Política

Otto critica titular do MEC após corte de verbas: 'Empregado de família não pode ser ministro'

Inicialmente, foi anunciado o contingenciamento em três universidades por suposta "balbúrdia" e depois, foi ampliado para todas as unidades federais, com a justificativa de foco no ensino básico. 
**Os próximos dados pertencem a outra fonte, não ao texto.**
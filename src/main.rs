use anyhow::{Context, Result};
use tokio::sync::watch;
use tracing::info;

use nimbus::config::CollectorConfig;
use nimbus::fetch::OpenMeteoClient;
use nimbus::queue::QueuePublisher;
use nimbus::scheduler::Scheduler;

#[tokio::main]
async fn main() -> Result<()> {
    // Initialize tracing subscriber
    tracing_subscriber::fmt()
        .with_env_filter(
            tracing_subscriber::EnvFilter::try_from_default_env()
                .unwrap_or_else(|_| "nimbus=info".into()),
        )
        .init();

    let config = CollectorConfig::from_env();

    info!(
        location = %config.site.location,
        latitude = config.site.latitude,
        longitude = config.site.longitude,
        interval_mins = config.schedule.interval.as_secs() / 60,
        queue = %config.broker.subject,
        broker = %config.broker.url,
        "Weather collector starting"
    );

    let source = OpenMeteoClient::new(config.api_url.clone(), config.site.clone())
        .context("Failed to build weather API client")?;
    let sink = QueuePublisher::new(config.broker.clone());

    let (shutdown_tx, shutdown_rx) = watch::channel(false);
    tokio::spawn(async move {
        if tokio::signal::ctrl_c().await.is_ok() {
            info!("Shutdown signal received");
            let _ = shutdown_tx.send(true);
        }
    });

    let scheduler = Scheduler::new(config.schedule.clone(), config.site.clone(), source, sink);
    scheduler.run(shutdown_rx).await
}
[Otto critica titular do MEC após corte de verbas: 'Empregado de família não pode ser ministro']
Foto : Tácio Moreira/Metropress

Por Juliana Almirante no dia 06 de Maio de 2019 ⋅ 08:16

O senador Otto Alencar (PSD-BA) criticou, em entrevista à Rádio Metrópole, o ministro da Educação Abraham Weintraub, que determinou corte de verbas para as instituições federais de ensino superior e técnico. Inicialmente, foi anunciado o contingenciamento em três universidades por suposta "balbúrdia" e depois, foi ampliado para todas as unidades federais, com a justificativa de foco no ensino básico. 

"Esse homem chega na Educação indicado pela família do presidente. Aliás, os dois piores ministros do governo são de indicação de familiares, Educação (Abraham Weintraub) e Relações Exteriores (Ernesto Araújo), que só têm feito coisa errada. Empregado de família não é ministro de Estado. Não pode ser ministro de Estado um cara que faz um negócio dessa natureza", criticou o parlamentar, nesta segunda-feira (6). 

Para o senador baiano, Weintraub, parece ter "os mesmos sintomas" do antecessor, Ricardo Vélez Rodriguez. "Me parece que trocou seis por meia dúzia. Ninguém esperava que houvesse um corte dessa natureza. Ele começou discriminando três universidades, a Ufba, de forma perversa, a de Brasília e a fluminense. 
Para consertar a discriminação, resolveram fazer pior. A emenda saiu pior do que o soneto", resumiu.

"Ele certamente não tem consciência do que significam as universidades federais no Brasil. Será que ele não imagina que estão se desenvolvendo pesquisas na universidade federal? Como aconteceu a longo de tantos anos, com tantos pesquisadores?", completou.